In the case of categorical outcomes, this is modelled as a logistic regression with l2 penalty. In the case of a continuous outcome space, this is modelled as a multivariate ridge regression.
Training Data and Sampling
To keep data relevant, contextual autotune data is preferentially upsampled for recent dates. Specifically there are two mechanisms for sampling:
- A flat number of samples, preferring most recent records, are selected
- Per day, in the last two weeks, samples are chosen to prefer more recent records
- Samples from the explore dataset are strictly preferred, but non-explore data may be chosen after to satisfy sample requirements. Records are then prioritized by a unit-ID hash to maintain stability in the training set between subsequent runs and avoid major jitter
- A sample set is chosen per-variant using this methodology to avoid bias from a model dominating the space and therefore being overrepresented in training data
This means that if a model has very low volume, it will have low representation in the training data; this causes higher CIs and makes the sample more likely to be selected due to the upper bound being increased by merit of its rarity and acts as a mechanism for bounce-back.
Model and Feature Updates
Models are updated hourly. If a model definition (features or target outcome change), the data will be fully reset, functionally resetting and retraining the model to match the new definition on the next hourly update.
The pre-training data pipeline is available in the history view on the results page, showing the SQL used and caching tables where data is stored. This allows users to easily use the same data to validate or explore modeling approaches.
Feature Encoding
Features with numerical-only values are treated as continuous RVs. All others are string-encoded and one-hot-encoded into binary variables for regression, using the top 25 levels available in the data which have >1% coverage in the dataset.
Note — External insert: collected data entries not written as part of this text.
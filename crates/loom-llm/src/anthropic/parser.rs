use std::collections::BTreeMap;

use serde::Deserialize;
use serde_json::Value;
use tracing::warn;

use loom_core::errors::GatewayError;
use loom_core::messages::{AssistantContent, AssistantMessage, FinishReason};
use loom_core::security::ProviderType;
use loom_core::stream::StreamEvent;

use crate::assemble::ToolCallAssembler;
use crate::sse::{EventParser, SseFrame};
use crate::usage::UsageMeter;

enum Block {
    Text(String),
    Thinking { text: String, signature: Option<String> },
    Tool,
}

/// State machine for the Anthropic Messages streaming protocol.
///
/// Content blocks are keyed by their `index` so interleaved deltas land in the
/// right block; the final message lists blocks in index order.
pub struct AnthropicParser {
    blocks: BTreeMap<usize, Block>,
    tools: ToolCallAssembler,
    usage: UsageMeter,
    stop_reason: Option<String>,
    context_limit: usize,
    done: bool,
}

impl AnthropicParser {
    pub fn new(estimated_input: u32, context_limit: usize) -> Self {
        Self {
            blocks: BTreeMap::new(),
            tools: ToolCallAssembler::new(),
            usage: UsageMeter::new(ProviderType::Anthropic, estimated_input),
            stop_reason: None,
            context_limit,
            done: false,
        }
    }

    fn block_start(&mut self, index: usize, block: &Value, events: &mut Vec<StreamEvent>) {
        match block.get("type").and_then(Value::as_str) {
            Some("text") => {
                let initial = block.get("text").and_then(Value::as_str).unwrap_or("");
                self.blocks.insert(index, Block::Text(initial.to_string()));
                events.push(StreamEvent::TextStart);
                if !initial.is_empty() {
                    self.usage.observe_output(initial);
                    events.push(StreamEvent::TextDelta { delta: initial.to_string() });
                }
            }
            Some("thinking") => {
                self.blocks.insert(
                    index,
                    Block::Thinking {
                        text: String::new(),
                        signature: None,
                    },
                );
                events.push(StreamEvent::ThinkingStart);
            }
            Some("tool_use") => {
                let id = block.get("id").and_then(Value::as_str);
                let name = block.get("name").and_then(Value::as_str);
                self.blocks.insert(index, Block::Tool);
                events.extend(self.tools.open(index, id, name));
            }
            other => warn!(block_type = ?other, "ignoring unknown content block"),
        }
    }

    fn block_delta(&mut self, index: usize, delta: &Value, events: &mut Vec<StreamEvent>) {
        let field = |key: &str| delta.get(key).and_then(Value::as_str).unwrap_or("");
        match (delta.get("type").and_then(Value::as_str), self.blocks.get_mut(&index)) {
            (Some("text_delta"), Some(Block::Text(text))) => {
                let chunk = field("text");
                text.push_str(chunk);
                self.usage.observe_output(chunk);
                events.push(StreamEvent::TextDelta { delta: chunk.to_string() });
            }
            (Some("thinking_delta"), Some(Block::Thinking { text, .. })) => {
                let chunk = field("thinking");
                text.push_str(chunk);
                self.usage.observe_output(chunk);
                events.push(StreamEvent::ThinkingDelta { delta: chunk.to_string() });
            }
            (Some("signature_delta"), Some(Block::Thinking { signature, .. })) => {
                signature.get_or_insert_with(String::new).push_str(field("signature"));
            }
            (Some("input_json_delta"), Some(Block::Tool)) => {
                let chunk = field("partial_json");
                self.usage.observe_output(chunk);
                events.extend(self.tools.push(index, chunk));
            }
            (kind, _) => warn!(index, delta_type = ?kind, "delta does not match an open block"),
        }
    }

    fn block_stop(&mut self, index: usize, events: &mut Vec<StreamEvent>) {
        match self.blocks.get(&index) {
            Some(Block::Text(text)) => events.push(StreamEvent::TextEnd { text: text.clone() }),
            Some(Block::Thinking { text, signature }) => events.push(StreamEvent::ThinkingEnd {
                thinking: text.clone(),
                signature: signature.clone(),
            }),
            Some(Block::Tool) => events.extend(self.tools.close(index)),
            None => {}
        }
        events.extend(self.usage.event());
    }

    fn build_message(&mut self) -> (AssistantMessage, FinishReason) {
        // Tool blocks the server never stopped still count.
        self.tools.close_all();

        let mut content = Vec::with_capacity(self.blocks.len());
        for (index, block) in &self.blocks {
            match block {
                Block::Text(text) => content.push(AssistantContent::Text { text: text.clone() }),
                Block::Thinking { text, signature } => content.push(AssistantContent::Thinking {
                    text: text.clone(),
                    signature: signature.clone(),
                }),
                Block::Tool => {
                    if let Some(call) = self.tools.get(*index) {
                        content.push(AssistantContent::ToolCall(call));
                    }
                }
            }
        }

        let has_tool_calls = !self.tools.is_empty();
        let finish_reason = map_stop_reason(self.stop_reason.as_deref(), has_tool_calls);
        let message = AssistantMessage {
            content,
            usage: Some(self.usage.current()),
            finish_reason: Some(finish_reason),
        };
        (message, finish_reason)
    }
}

impl EventParser for AnthropicParser {
    fn parse(&mut self, frame: &SseFrame) -> Vec<StreamEvent> {
        let mut events = Vec::new();
        if self.done {
            return events;
        }
        let Ok(data) = serde_json::from_str::<Value>(&frame.data) else {
            warn!(data = %frame.data, "unparseable anthropic frame");
            return events;
        };
        let kind = frame
            .event
            .as_deref()
            .or_else(|| data.get("type").and_then(Value::as_str))
            .unwrap_or_default()
            .to_string();
        let index = data
            .get("index")
            .and_then(Value::as_u64)
            .map(|i| i as usize)
            .unwrap_or_default();

        match kind.as_str() {
            "message_start" => {
                if let Ok(start) = serde_json::from_value::<MessageStart>(data) {
                    if let Some(usage) = start.message.usage {
                        self.usage.report_input(
                            usage.input_tokens.unwrap_or_default(),
                            usage.cache_read_input_tokens.unwrap_or_default(),
                            usage.cache_creation_input_tokens.unwrap_or_default(),
                        );
                    }
                }
                events.push(StreamEvent::Start);
                events.extend(self.usage.event());
            }
            "content_block_start" => {
                let block = data.get("content_block").cloned().unwrap_or(Value::Null);
                self.block_start(index, &block, &mut events);
            }
            "content_block_delta" => {
                let delta = data.get("delta").cloned().unwrap_or(Value::Null);
                self.block_delta(index, &delta, &mut events);
            }
            "content_block_stop" => self.block_stop(index, &mut events),
            "message_delta" => {
                if let Ok(delta) = serde_json::from_value::<MessageDelta>(data) {
                    if let Some(reason) = delta.delta.stop_reason {
                        self.stop_reason = Some(reason);
                    }
                    if let Some(output) = delta.usage.and_then(|u| u.output_tokens) {
                        self.usage.report_output(output);
                    }
                }
                events.extend(self.usage.event());
            }
            "message_stop" => {
                let (message, finish_reason) = self.build_message();
                self.done = true;
                events.push(StreamEvent::Done {
                    message,
                    finish_reason,
                });
            }
            "error" => {
                let error = match serde_json::from_value::<ErrorEvent>(data) {
                    Ok(err) => classify_error(&err.error, self.context_limit),
                    Err(_) => GatewayError::ServerError {
                        status: 500,
                        body: frame.data.clone(),
                    },
                };
                self.done = true;
                events.push(StreamEvent::Error { error });
            }
            _ => {} // ping
        }
        events
    }

    fn finish(&mut self) -> Vec<StreamEvent> {
        if self.done {
            return Vec::new();
        }
        self.done = true;
        vec![StreamEvent::Error {
            error: GatewayError::StreamInterrupted("stream ended before message_stop".into()),
        }]
    }
}

pub fn map_stop_reason(reason: Option<&str>, has_tool_calls: bool) -> FinishReason {
    match reason {
        Some("max_tokens") => FinishReason::Length,
        Some("tool_use") => FinishReason::ToolCalls,
        Some("refusal") => FinishReason::ContentFilter,
        Some("end_turn" | "stop_sequence" | "pause_turn") => FinishReason::Stop,
        _ if has_tool_calls => FinishReason::ToolCalls,
        _ => FinishReason::Stop,
    }
}

pub fn classify_error(err: &ErrorBody, context_limit: usize) -> GatewayError {
    match err.error_type.as_str() {
        "overloaded_error" => GatewayError::ProviderOverloaded,
        "rate_limit_error" => GatewayError::RateLimited { retry_after: None },
        "authentication_error" | "permission_error" => {
            GatewayError::AuthenticationFailed(err.message.clone())
        }
        "not_found_error" => GatewayError::NotFound(err.message.clone()),
        "invalid_request_error" => {
            if err.message.contains("prompt is too long") || err.message.contains("context window") {
                GatewayError::ContextWindowExceeded {
                    limit: context_limit,
                    actual: 0,
                }
            } else {
                GatewayError::InvalidRequest(err.message.clone())
            }
        }
        _ => GatewayError::ServerError {
            status: 500,
            body: err.message.clone(),
        },
    }
}

#[derive(Deserialize)]
struct MessageStart {
    message: MessageStartBody,
}

#[derive(Deserialize)]
struct MessageStartBody {
    usage: Option<WireUsage>,
}

#[derive(Deserialize)]
struct MessageDelta {
    delta: MessageDeltaBody,
    usage: Option<WireUsage>,
}

#[derive(Deserialize)]
struct MessageDeltaBody {
    stop_reason: Option<String>,
}

#[derive(Deserialize)]
struct WireUsage {
    input_tokens: Option<u32>,
    output_tokens: Option<u32>,
    cache_read_input_tokens: Option<u32>,
    cache_creation_input_tokens: Option<u32>,
}

#[derive(Deserialize)]
struct ErrorEvent {
    error: ErrorBody,
}

#[derive(Deserialize)]
pub struct ErrorBody {
    #[serde(rename = "type")]
    pub error_type: String,
    pub message: String,
}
This does mean that using an array of categories or tags does not work, or will encode the most common tagsets. The tagset needs to be provided as individual key-value pairs in the user custom object.
Model Monitoring
Currently, there are not diagnostics for model characteristics over time. The model coefficients are visible in the results tab, and a view comparing performance between naive, random traffic and the targeted traffic is available for understanding if the model's performance relative to blind allocation improves or degrades over time.